In your answer, reproduce exactly the lines from the beginning of the listing below through the one containing "use html_escape::decode_html_entities;", and only those lines.
BEGIN RECORD EXTRACTS
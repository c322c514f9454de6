//! Inline parser for Markdown.
//!
//! Three phases:
//! 1. Mark collection: one pass recording delimiter positions
//! 2. Mark resolution, by precedence: code spans, then links, then emphasis
//! 3. Event emission: resolved constructs become emit points, sorted by
//!    position, with plain text filling the gaps

mod code_span;
mod emphasis;
pub mod event;
mod links;
pub mod marks;

pub use event::InlineEvent;

use std::borrow::Cow;

use html_escape::decode_html_entities;

use crate::link_ref::LinkRefStore;
use crate::Range;
use code_span::{resolve_code_spans, CodeSpan};
use emphasis::{resolve_emphasis, EmphasisMatch};
use links::{resolve_links, Link};
use marks::{collect_marks, Mark, MarkBuffer};

/// Inline parser with buffers reused across calls.
#[derive(Debug, Default)]
pub struct InlineParser {
    mark_buffer: MarkBuffer,
    code_spans: Vec<CodeSpan>,
    links: Vec<Link>,
    emphasis: Vec<EmphasisMatch>,
    points: Vec<EmitPoint>,
}

impl InlineParser {
    pub fn new() -> Self {
        Self::default()
    }

    /// Parse inline content and append events.
    ///
    /// # Example
    /// ```
    /// use alertmark::inline::{InlineEvent, InlineParser};
    /// use alertmark::LinkRefStore;
    ///
    /// let mut parser = InlineParser::new();
    /// let mut events = Vec::new();
    /// parser.parse(b"*hi*", &LinkRefStore::new(), &mut events);
    /// assert_eq!(events[0], InlineEvent::EmphasisStart);
    /// ```
    pub fn parse(&mut self, text: &[u8], refs: &LinkRefStore, events: &mut Vec<InlineEvent>) {
        collect_marks(text, &mut self.mark_buffer);
        if self.mark_buffer.is_empty() {
            if !text.is_empty() {
                events.push(InlineEvent::Text(Range::from_usize(0, text.len())));
            }
            return;
        }

        let marks = self.mark_buffer.marks_mut();
        resolve_code_spans(text, marks, &mut self.code_spans);
        resolve_links(text, marks, &self.code_spans, refs, &mut self.links);
        resolve_emphasis(marks, &mut self.emphasis);

        self.collect_points(text);
        self.emit(text, events);
    }

    fn collect_points(&mut self, text: &[u8]) {
        let points = &mut self.points;
        points.clear();

        for span in &self.code_spans {
            points.push(EmitPoint::new(span.start, span.end, EmitKind::Code(span.content)));
        }

        for (idx, link) in self.links.iter().enumerate() {
            points.push(EmitPoint::new(link.start, link.start + 1, EmitKind::LinkStart(idx)));
            points.push(EmitPoint::new(link.text_end, link.end, EmitKind::LinkEnd));
        }

        for m in &self.emphasis {
            let (start, end) = if m.is_strong() {
                (EmitKind::StrongStart, EmitKind::StrongEnd)
            } else {
                (EmitKind::EmphasisStart, EmitKind::EmphasisEnd)
            };
            points.push(EmitPoint::new(m.opener_start, m.opener_end, start));
            points.push(EmitPoint::new(m.closer_start, m.closer_end, end));
        }

        for mark in self.mark_buffer.marks() {
            if let Some(kind) = leaf_kind(text, mark) {
                points.push(EmitPoint::new(mark.pos, mark.end, kind));
            }
        }

        points.sort_by_key(|p| (p.pos, !p.kind.is_end()));
    }

    fn emit(&self, text: &[u8], events: &mut Vec<InlineEvent>) {
        let mut pos = 0u32;
        for point in &self.points {
            if point.pos > pos {
                events.push(InlineEvent::Text(Range::new(pos, point.pos)));
            }
            let event = match &point.kind {
                EmitKind::Code(content) => InlineEvent::Code(*content),
                EmitKind::EmphasisStart => InlineEvent::EmphasisStart,
                EmitKind::EmphasisEnd => InlineEvent::EmphasisEnd,
                EmitKind::StrongStart => InlineEvent::StrongStart,
                EmitKind::StrongEnd => InlineEvent::StrongEnd,
                EmitKind::LinkStart(idx) => {
                    let link = &self.links[*idx];
                    InlineEvent::LinkStart {
                        url: link.url.clone(),
                        title: link.title.clone(),
                    }
                }
                EmitKind::LinkEnd => InlineEvent::LinkEnd,
                EmitKind::Escape(ch) => InlineEvent::EscapedChar(*ch),
                EmitKind::Entity(decoded) => InlineEvent::Entity(decoded.clone()),
                EmitKind::HardBreak => InlineEvent::HardBreak,
                EmitKind::SoftBreak => InlineEvent::SoftBreak,
            };
            events.push(event);
            pos = pos.max(point.end);
        }

        let len = text.len() as u32;
        if pos < len {
            events.push(InlineEvent::Text(Range::new(pos, len)));
        }
    }
}

/// Emit kind for escapes, line breaks and entities left after resolution.
fn leaf_kind(text: &[u8], mark: &Mark) -> Option<EmitKind> {
    if !mark.is_live() {
        return None;
    }
    let pos = mark.pos as usize;
    match mark.ch {
        b'\\' => Some(match text[pos + 1] {
            b'\n' => EmitKind::HardBreak,
            ch => EmitKind::Escape(ch),
        }),
        b'\n' => {
            let spaces = text[pos..].iter().take_while(|&&b| b == b' ').count();
            Some(if spaces >= 2 {
                EmitKind::HardBreak
            } else {
                EmitKind::SoftBreak
            })
        }
        b'&' => {
            let raw = std::str::from_utf8(&text[pos..mark.end as usize]).ok()?;
            match decode_html_entities(raw) {
                Cow::Owned(decoded) if decoded != raw => Some(EmitKind::Entity(decoded)),
                _ => None,
            }
        }
        _ => None,
    }
}

#[derive(Debug, Clone)]
struct EmitPoint {
    pos: u32,
    end: u32,
    kind: EmitKind,
}

impl EmitPoint {
    #[inline]
    fn new(pos: u32, end: u32, kind: EmitKind) -> Self {
        Self { pos, end, kind }
    }
}

#[derive(Debug, Clone)]
enum EmitKind {
    Code(Range),
    EmphasisStart,
    EmphasisEnd,
    StrongStart,
    StrongEnd,
    /// Index into the resolved links.
    LinkStart(usize),
    LinkEnd,
    Escape(u8),
    Entity(String),
    HardBreak,
    SoftBreak,
}

impl EmitKind {
    #[inline]
    fn is_end(&self) -> bool {
        matches!(self, Self::EmphasisEnd | Self::StrongEnd | Self::LinkEnd)
    }
}

#[cfg(test)]
mod tests {
    use super::*;

    fn parse(text: &str) -> Vec<InlineEvent> {
        let mut parser = InlineParser::new();
        let mut events = Vec::new();
        parser.parse(text.as_bytes(), &LinkRefStore::new(), &mut events);
        events
    }

    #[test]
    fn test_plain_text() {
        assert_eq!(parse("Hello"), [InlineEvent::Text(Range::new(0, 5))]);
        assert!(parse("").is_empty());
    }

    #[test]
    fn test_emphasis_events() {
        assert_eq!(
            parse("a *b* c"),
            [
                InlineEvent::Text(Range::new(0, 2)),
                InlineEvent::EmphasisStart,
                InlineEvent::Text(Range::new(3, 4)),
                InlineEvent::EmphasisEnd,
                InlineEvent::Text(Range::new(5, 7)),
            ]
        );
    }

    #[test]
    fn test_leftover_delimiter_is_text() {
        assert_eq!(
            parse("**a*"),
            [
                InlineEvent::Text(Range::new(0, 1)),
                InlineEvent::EmphasisStart,
                InlineEvent::Text(Range::new(2, 3)),
                InlineEvent::EmphasisEnd,
            ]
        );
    }

    #[test]
    fn test_code_span_event() {
        assert_eq!(
            parse("`` a ``"),
            [InlineEvent::Code(Range::new(3, 4))]
        );
    }

    #[test]
    fn test_breaks() {
        assert_eq!(
            parse("a\nb"),
            [
                InlineEvent::Text(Range::new(0, 1)),
                InlineEvent::SoftBreak,
                InlineEvent::Text(Range::new(2, 3)),
            ]
        );
        assert_eq!(parse("a  \n  b")[1], InlineEvent::HardBreak);
        assert_eq!(parse("a\\\nb")[1], InlineEvent::HardBreak);
    }

    #[test]
    fn test_escape_and_entity() {
        assert_eq!(
            parse("\\*&copy;"),
            [
                InlineEvent::EscapedChar(b'*'),
                InlineEvent::Entity("©".to_string()),
            ]
        );
        // Unknown names stay text.
        assert_eq!(parse("&bogus;"), [InlineEvent::Text(Range::new(0, 7))]);
    }

    #[test]
    fn test_link_events() {
        let events = parse("[*a*](/u)");
        assert_eq!(
            events,
            [
                InlineEvent::LinkStart {
                    url: "/u".to_string(),
                    title: None,
                },
                InlineEvent::EmphasisStart,
                InlineEvent::Text(Range::new(2, 3)),
                InlineEvent::EmphasisEnd,
                InlineEvent::LinkEnd,
            ]
        );
    }

    #[test]
    fn test_emphasis_cannot_cross_link() {
        let events = parse("*[a*](/u)");
        assert!(!events.contains(&InlineEvent::EmphasisStart));
    }
}
//! alertmark: Markdown to HTML with fenced alert blocks.
//!
//! ```text
//! :::warning
//! This is *important*.
//! :::
//! ```
//!
//! Alert blocks open with `:::` and one of `success`, `info`, `warning`,
//! `danger` or `spoiler`, and contain ordinary block Markdown. They render
//! as `<div role="alert">`, or as `<details>` for spoilers.
//!
//! # Design
//! - Line-oriented block pass with an ordered, extensible rule list
//! - Flat token stream; inline content is parsed at render time
//! - No regex: byte-level scanning
//! - Bounded nesting and delimiter stacks keep hostile input linear

pub mod alert;
pub mod block;
pub mod escape;
pub mod inline;
pub mod limits;
pub mod link_ref;
pub mod pipeline;
pub mod range;
pub mod render;
pub mod token;

pub use link_ref::{LinkRefDef, LinkRefStore};
pub use pipeline::{Document, Pipeline};
pub use range::Range;
pub use render::HtmlWriter;
pub use token::{LineRange, Token};

/// Parsing options.
#[derive(Debug, Clone, Copy)]
pub struct Options {
    /// Register the `:::type` alert rule.
    pub alerts: bool,
    /// Parse the interior of an alert that has no closing `:::` line.
    /// When off, such an alert renders empty.
    pub alerts_parse_unterminated: bool,
    /// Maximum block nesting depth.
    pub max_nesting: u32,
}

impl Default for Options {
    fn default() -> Self {
        Self {
            alerts: true,
            alerts_parse_unterminated: true,
            max_nesting: limits::MAX_BLOCK_NESTING,
        }
    }
}

/// Convert Markdown to HTML.
///
/// # Example
/// ```
/// let html = alertmark::to_html(":::spoiler Ending\nThey win.\n:::");
/// assert_eq!(
///     html,
///     "<details class=\"alert alert-spoiler\">\n<summary>Ending</summary>\n<p>They win.</p>\n</details>\n"
/// );
/// ```
pub fn to_html(input: &str) -> String {
    to_html_with_options(input, &Options::default())
}

/// Convert Markdown to HTML with options.
pub fn to_html_with_options(input: &str, options: &Options) -> String {
    Pipeline::new(*options).to_html(input)
}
END RECORD EXTRACTS
**OUTPUT OF THE TASK**
repository c322c514f9454de6
//! Inline parser for Markdown.
//!
//! Three phases:
//! 1. Mark collection: one pass recording delimiter positions
//! 2. Mark resolution, by precedence: code spans, then links, then emphasis
//! 3. Event emission: resolved constructs become emit points, sorted by
//!    position, with plain text filling the gaps

mod code_span;
mod emphasis;
pub mod event;
mod links;
pub mod marks;

pub use event::InlineEvent;

use std::borrow::Cow;

use html_escape::decode_html_entities;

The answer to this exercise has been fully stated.